Data provided:

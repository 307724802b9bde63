//! Per-prompter and per-call options.
//!
//! Every field is optional so that a value can act as an override. Merging is
//! per field and last-writer-wins; unset fields resolve to the documented
//! defaults.

use serde::{Deserialize, Serialize};

/// Default for [`PrompterOptions::handle_retries`].
pub const DEFAULT_HANDLE_RETRIES: bool = true;

/// Options controlling how a prompt call behaves.
#[derive(Debug, Clone, Copy, Default, PartialEq, Eq, Serialize, Deserialize)]
pub struct PrompterOptions {
    /// Re-issue a failed prompt automatically (default: true)
    #[serde(
        rename = "handleRetries",
        default,
        skip_serializing_if = "Option::is_none"
    )]
    pub handle_retries: Option<bool>,
}

impl PrompterOptions {
    /// Options with every field explicitly set to its default.
    pub fn defaults() -> Self {
        Self {
            handle_retries: Some(DEFAULT_HANDLE_RETRIES),
        }
    }

    /// Override that turns automatic retries off.
    pub fn no_retries() -> Self {
        Self {
            handle_retries: Some(false),
        }
    }

    /// Set whether failed attempts are retried.
    pub fn with_handle_retries(mut self, handle_retries: bool) -> Self {
        self.handle_retries = Some(handle_retries);
        self
    }

    /// Merge `other` on top of `self`. Fields set in `other` win.
    pub fn merge(self, other: PrompterOptions) -> Self {
        Self {
            handle_retries: other.handle_retries.or(self.handle_retries),
        }
    }

    /// Fold a sequence of overrides onto the defaults.
    pub fn resolve<I>(overrides: I) -> Self
    where
        I: IntoIterator<Item = PrompterOptions>,
    {
        overrides
            .into_iter()
            .fold(Self::defaults(), |acc, next| acc.merge(next))
    }

    /// Effective value of `handle_retries`.
    pub fn handle_retries(&self) -> bool {
        self.handle_retries.unwrap_or(DEFAULT_HANDLE_RETRIES)
    }
}

#[cfg(test)]
mod tests {
    use super::*;

    #[test]
    fn test_defaults() {
        assert!(PrompterOptions::defaults().handle_retries());
        assert!(PrompterOptions::default().handle_retries());
        assert_eq!(PrompterOptions::default().handle_retries, None);
    }

    #[test]
    fn test_merge_overrides_set_fields_only() {
        let base = PrompterOptions::no_retries();
        assert!(!base.merge(PrompterOptions::default()).handle_retries());
        assert!(base
            .merge(PrompterOptions::default().with_handle_retries(true))
            .handle_retries());
    }

    #[test]
    fn test_resolve_last_writer_wins() {
        let resolved = PrompterOptions::resolve([
            PrompterOptions::no_retries(),
            PrompterOptions::default(),
        ]);
        assert!(!resolved.handle_retries());

        let resolved = PrompterOptions::resolve([
            PrompterOptions::no_retries(),
            PrompterOptions::default().with_handle_retries(true),
        ]);
        assert!(resolved.handle_retries());

        assert!(PrompterOptions::resolve([]).handle_retries());
    }

    #[test]
    fn test_yaml_key() {
        let opts: PrompterOptions = serde_yaml::from_str("handleRetries: false").unwrap();
        assert_eq!(opts, PrompterOptions::no_retries());

        let empty: PrompterOptions = serde_yaml::from_str("{}").unwrap();
        assert_eq!(empty, PrompterOptions::default());
    }
}
//! Bounded retry policy for prompt calls.
//!
//! A single counter is kept per `Prompter` handle and shared by every prompt
//! kind. It is bumped on every attempt, cleared by a successful one, and left
//! as-is when a call gives up, so a later call through the same handle gives
//! up after its first failure until something succeeds again.

use promter_core::PrompterOptions;

/// Retries allowed while the counter stays at or below this value.
pub const MAX_RETRIES: u32 = 3;

/// What the prompt loop should do after an attempt.
#[derive(Debug, Clone, Copy, PartialEq, Eq)]
pub enum RetryDecision {
    /// Issue the same prompt again
    Retry,
    /// Return this attempt's outcome to the caller
    Finish,
}

/// Retry counter owned by a prompter handle.
#[derive(Debug, Clone, Default)]
pub struct RetryState {
    count: u32,
}

impl RetryState {
    pub fn new() -> Self {
        Self::default()
    }

    /// Current counter value.
    pub fn count(&self) -> u32 {
        self.count
    }

    /// Clear the counter.
    pub fn reset(&mut self) {
        self.count = 0;
    }

    /// Record one attempt's outcome and decide whether to retry.
    ///
    /// With retries disabled the counter is left untouched.
    pub fn record<T, E>(
        &mut self,
        outcome: &Result<T, E>,
        options: PrompterOptions,
    ) -> RetryDecision {
        if !options.handle_retries() {
            return RetryDecision::Finish;
        }

        self.count = self.count.saturating_add(1);

        match outcome {
            Ok(_) => {
                self.count = 0;
                RetryDecision::Finish
            }
            Err(_) if self.count <= MAX_RETRIES => RetryDecision::Retry,
            Err(_) => RetryDecision::Finish,
        }
    }
}

#[cfg(test)]
mod tests {
    use super::*;

    const FAIL: Result<(), ()> = Err(());
    const OK: Result<(), ()> = Ok(());

    #[test]
    fn test_three_retries_from_zero() {
        let mut state = RetryState::new();
        let opts = PrompterOptions::default();

        assert_eq!(state.record(&FAIL, opts), RetryDecision::Retry);
        assert_eq!(state.record(&FAIL, opts), RetryDecision::Retry);
        assert_eq!(state.record(&FAIL, opts), RetryDecision::Retry);
        assert_eq!(state.record(&FAIL, opts), RetryDecision::Finish);
        assert_eq!(state.count(), 4);
    }

    #[test]
    fn test_success_resets() {
        let mut state = RetryState::new();
        let opts = PrompterOptions::default();

        state.record(&FAIL, opts);
        state.record(&FAIL, opts);
        assert_eq!(state.record(&OK, opts), RetryDecision::Finish);
        assert_eq!(state.count(), 0);
    }

    #[test]
    fn test_exhausted_counter_is_kept() {
        let mut state = RetryState::new();
        let opts = PrompterOptions::default();

        for _ in 0..4 {
            state.record(&FAIL, opts);
        }
        // Next failure gives up straight away
        assert_eq!(state.record(&FAIL, opts), RetryDecision::Finish);
        assert_eq!(state.count(), 5);
    }

    #[test]
    fn test_disabled_is_noop() {
        let mut state = RetryState::new();
        state.record(&FAIL, PrompterOptions::default());

        let off = PrompterOptions::no_retries();
        assert_eq!(state.record(&FAIL, off), RetryDecision::Finish);
        assert_eq!(state.record(&OK, off), RetryDecision::Finish);
        assert_eq!(state.count(), 1);
    }
}
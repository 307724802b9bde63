//! URL command.

use clap::Args;
use promter_core::{AppResult, PrompterOptions};
use promter_prompt::{PromptBackend, Prompter};

use super::Answer;

/// Ask for an http(s) URL (printed lowercased)
#[derive(Args, Debug)]
pub struct UrlCommand {
    /// Label shown to the user
    pub label: String,

    /// URL used when the input is left empty
    #[arg(short, long)]
    pub default: Option<String>,
}

impl UrlCommand {
    pub fn execute<B: PromptBackend>(&self, prompter: &mut Prompter<B>) -> AppResult<Answer> {
        tracing::debug!("URL options: {:?}", self);

        let value = match &self.default {
            Some(default) => {
                prompter.url_with_default(&self.label, default, PrompterOptions::default())?
            }
            None => prompter.url(&self.label, PrompterOptions::default())?,
        };
        Ok(Answer::text(value))
    }
}
//! Label decoration for prompts with a default value.

/// Append the default value to `label` when there is one.
///
/// A default that is empty after trimming leaves the label unchanged; a
/// non-empty default is shown untrimmed.
pub fn format_label(label: &str, default: &str) -> String {
    if default.trim().is_empty() {
        return label.to_string();
    }
    format!("{} (default: {})", label, default)
}
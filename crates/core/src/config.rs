//! Configuration management for promter.
//!
//! This module handles loading and merging configuration from multiple sources,
//! lowest precedence first:
//! - Built-in defaults
//! - Config file (`.promter/config.yaml` or an explicit path)
//! - Environment variables
//! - Command-line flags

use serde::{Deserialize, Serialize};
use std::path::{Path, PathBuf};

use crate::error::{AppError, AppResult};
use crate::options::PrompterOptions;

/// Config file looked up relative to the current directory.
pub const DEFAULT_CONFIG_PATH: &str = ".promter/config.yaml";

/// Main application configuration.
#[derive(Debug, Clone, Default, Serialize, Deserialize)]
pub struct AppConfig {
    /// Config file that was merged, if any
    pub config_file: Option<PathBuf>,

    /// Log level override
    pub log_level: Option<String>,

    /// Verbose mode (enables debug logging)
    pub verbose: bool,

    /// Disable colored output
    pub no_color: bool,

    /// Base options for every prompter built from this config
    pub prompter: PrompterOptions,
}

/// Full configuration file structure.
#[derive(Debug, Clone, Default, Serialize, Deserialize)]
struct ConfigFile {
    prompter: Option<PrompterOptions>,
    logging: Option<LoggingConfig>,
}

#[derive(Debug, Clone, Serialize, Deserialize)]
struct LoggingConfig {
    level: Option<String>,
    color: Option<bool>,
}

impl AppConfig {
    /// Load configuration from the config file and environment variables.
    ///
    /// `config_file` takes precedence over `PROMTER_CONFIG`; when neither is
    /// given, `.promter/config.yaml` is merged if it exists. An explicitly
    /// named file that does not exist is an error.
    ///
    /// Environment variables:
    /// - `PROMTER_CONFIG`: Path to config file
    /// - `PROMTER_NO_RETRIES`: Disable automatic retries (any value except `0`/`false`)
    /// - `RUST_LOG`: Log level
    /// - `NO_COLOR`: Disable colored output
    ///
    /// # Example
    /// ```no_run
    /// use promter_core::config::AppConfig;
    ///
    /// let config = AppConfig::load(None).expect("Failed to load config");
    /// println!("Retries: {}", config.prompter.handle_retries());
    /// ```
    pub fn load(config_file: Option<&Path>) -> AppResult<Self> {
        let explicit = config_file
            .map(Path::to_path_buf)
            .or_else(|| std::env::var("PROMTER_CONFIG").ok().map(PathBuf::from));

        let mut config = match explicit {
            Some(path) => {
                if !path.exists() {
                    return Err(AppError::Config(format!(
                        "Config file does not exist: {:?}",
                        path
                    )));
                }
                Self::default().merge_yaml(&path)?
            }
            None => {
                let path = PathBuf::from(DEFAULT_CONFIG_PATH);
                if path.exists() {
                    Self::default().merge_yaml(&path)?
                } else {
                    Self::default()
                }
            }
        };

        // Environment variables override YAML config
        if let Ok(value) = std::env::var("PROMTER_NO_RETRIES") {
            if is_truthy(&value) {
                config.prompter = config.prompter.merge(PrompterOptions::no_retries());
            }
        }

        if let Ok(level) = std::env::var("RUST_LOG") {
            config.log_level = Some(level);
        }

        if std::env::var("NO_COLOR").is_ok() {
            config.no_color = true;
        }

        Ok(config)
    }

    /// Merge a YAML configuration file into this config.
    pub fn merge_yaml(&self, path: &Path) -> AppResult<Self> {
        let contents = std::fs::read_to_string(path).map_err(|e| {
            AppError::Config(format!("Failed to read config file {:?}: {}", path, e))
        })?;

        // An empty file deserializes to null
        let config_file: ConfigFile = if contents.trim().is_empty() {
            ConfigFile::default()
        } else {
            serde_yaml::from_str(&contents).map_err(|e| {
                AppError::Config(format!("Failed to parse config file {:?}: {}", path, e))
            })?
        };

        let mut result = self.clone();
        result.config_file = Some(path.to_path_buf());

        if let Some(prompter) = config_file.prompter {
            result.prompter = result.prompter.merge(prompter);
        }

        if let Some(logging) = config_file.logging {
            if let Some(level) = logging.level {
                result.log_level = Some(level);
            }
            if let Some(color) = logging.color {
                result.no_color = !color;
            }
        }

        tracing::debug!("Merged config file {:?}", path);
        Ok(result)
    }

    /// Apply CLI overrides to the configuration.
    ///
    /// Flags take precedence over the config file and environment variables.
    pub fn with_overrides(
        mut self,
        log_level: Option<String>,
        verbose: bool,
        no_color: bool,
        no_retries: bool,
    ) -> Self {
        if let Some(log_level) = log_level {
            self.log_level = Some(log_level);
        }

        if verbose {
            self.verbose = true;
            // Verbose mode implies debug logging
            if self.log_level.is_none() {
                self.log_level = Some("debug".to_string());
            }
        }

        if no_color {
            self.no_color = true;
        }

        if no_retries {
            self.prompter = self.prompter.merge(PrompterOptions::no_retries());
        }

        self
    }
}

fn is_truthy(value: &str) -> bool {
    !matches!(value.trim().to_ascii_lowercase().as_str(), "" | "0" | "false" | "no")
}

#[cfg(test)]
mod tests {
    use super::*;
    use std::io::Write;
    use tempfile::NamedTempFile;

    fn yaml_file(contents: &str) -> NamedTempFile {
        let mut file = NamedTempFile::new().unwrap();
        file.write_all(contents.as_bytes()).unwrap();
        file
    }

    #[test]
    fn test_default_config() {
        let config = AppConfig::default();
        assert!(config.prompter.handle_retries());
        assert!(config.log_level.is_none());
        assert!(!config.verbose);
        assert!(!config.no_color);
    }

    #[test]
    fn test_with_overrides() {
        let config = AppConfig::default().with_overrides(None, true, true, true);

        assert!(config.verbose);
        assert!(config.no_color);
        assert_eq!(config.log_level, Some("debug".to_string()));
        assert!(!config.prompter.handle_retries());
    }

    #[test]
    fn test_explicit_log_level_beats_verbose() {
        let config =
            AppConfig::default().with_overrides(Some("trace".to_string()), true, false, false);
        assert_eq!(config.log_level, Some("trace".to_string()));
        assert!(config.prompter.handle_retries());
    }

    #[test]
    fn test_merge_yaml() {
        let file = yaml_file(
            r#"
prompter:
  handleRetries: false
logging:
  level: debug
  color: false
"#,
        );

        let config = AppConfig::default().merge_yaml(file.path()).unwrap();
        assert!(!config.prompter.handle_retries());
        assert_eq!(config.log_level, Some("debug".to_string()));
        assert!(config.no_color);
        assert_eq!(config.config_file.as_deref(), Some(file.path()));
    }

    #[test]
    fn test_merge_yaml_partial_keeps_other_fields() {
        let file = yaml_file("logging:\n  level: warn\n");

        let base = AppConfig::default().with_overrides(None, false, false, true);
        let config = base.merge_yaml(file.path()).unwrap();
        assert!(!config.prompter.handle_retries());
        assert_eq!(config.log_level, Some("warn".to_string()));
    }

    #[test]
    fn test_merge_empty_yaml() {
        let file = yaml_file("");
        let config = AppConfig::default().merge_yaml(file.path()).unwrap();
        assert!(config.prompter.handle_retries());
    }

    #[test]
    fn test_merge_malformed_yaml() {
        let file = yaml_file("prompter: [not, a, map");
        let result = AppConfig::default().merge_yaml(file.path());
        assert!(matches!(result, Err(AppError::Config(_))));
    }

    #[test]
    fn test_load_missing_explicit_file() {
        let result = AppConfig::load(Some(Path::new("/nonexistent/promter.yaml")));
        assert!(matches!(result, Err(AppError::Config(_))));
    }

    #[test]
    fn test_is_truthy() {
        assert!(is_truthy("1"));
        assert!(is_truthy("true"));
        assert!(!is_truthy("0"));
        assert!(!is_truthy("FALSE"));
        assert!(!is_truthy(""));
    }
}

Goal of the exercise: A word-for-word copy of the lines above from the one with "let path = PathBuf::from(DEFAULT_CONFIG_PATH);" through the one with "if let Some(prompter)", inclusive, is the only output wanted.

Solution to this task:
                let path = PathBuf::from(DEFAULT_CONFIG_PATH);
                if path.exists() {
                    Self::default().merge_yaml(&path)?
                } else {
                    Self::default()
                }
            }
        };

        // Environment variables override YAML config
        if let Ok(value) = std::env::var("PROMTER_NO_RETRIES") {
            if is_truthy(&value) {
                config.prompter = config.prompter.merge(PrompterOptions::no_retries());
            }
        }

        if let Ok(level) = std::env::var("RUST_LOG") {
            config.log_level = Some(level);
        }

        if std::env::var("NO_COLOR").is_ok() {
            config.no_color = true;
        }

        Ok(config)
    }

    /// Merge a YAML configuration file into this config.
    pub fn merge_yaml(&self, path: &Path) -> AppResult<Self> {
        let contents = std::fs::read_to_string(path).map_err(|e| {
            AppError::Config(format!("Failed to read config file {:?}: {}", path, e))
        })?;

        // An empty file deserializes to null
        let config_file: ConfigFile = if contents.trim().is_empty() {
            ConfigFile::default()
        } else {
            serde_yaml::from_str(&contents).map_err(|e| {
                AppError::Config(format!("Failed to parse config file {:?}: {}", path, e))
            })?
        };

        let mut result = self.clone();
        result.config_file = Some(path.to_path_buf());

        if let Some(prompter) = config_file.prompter {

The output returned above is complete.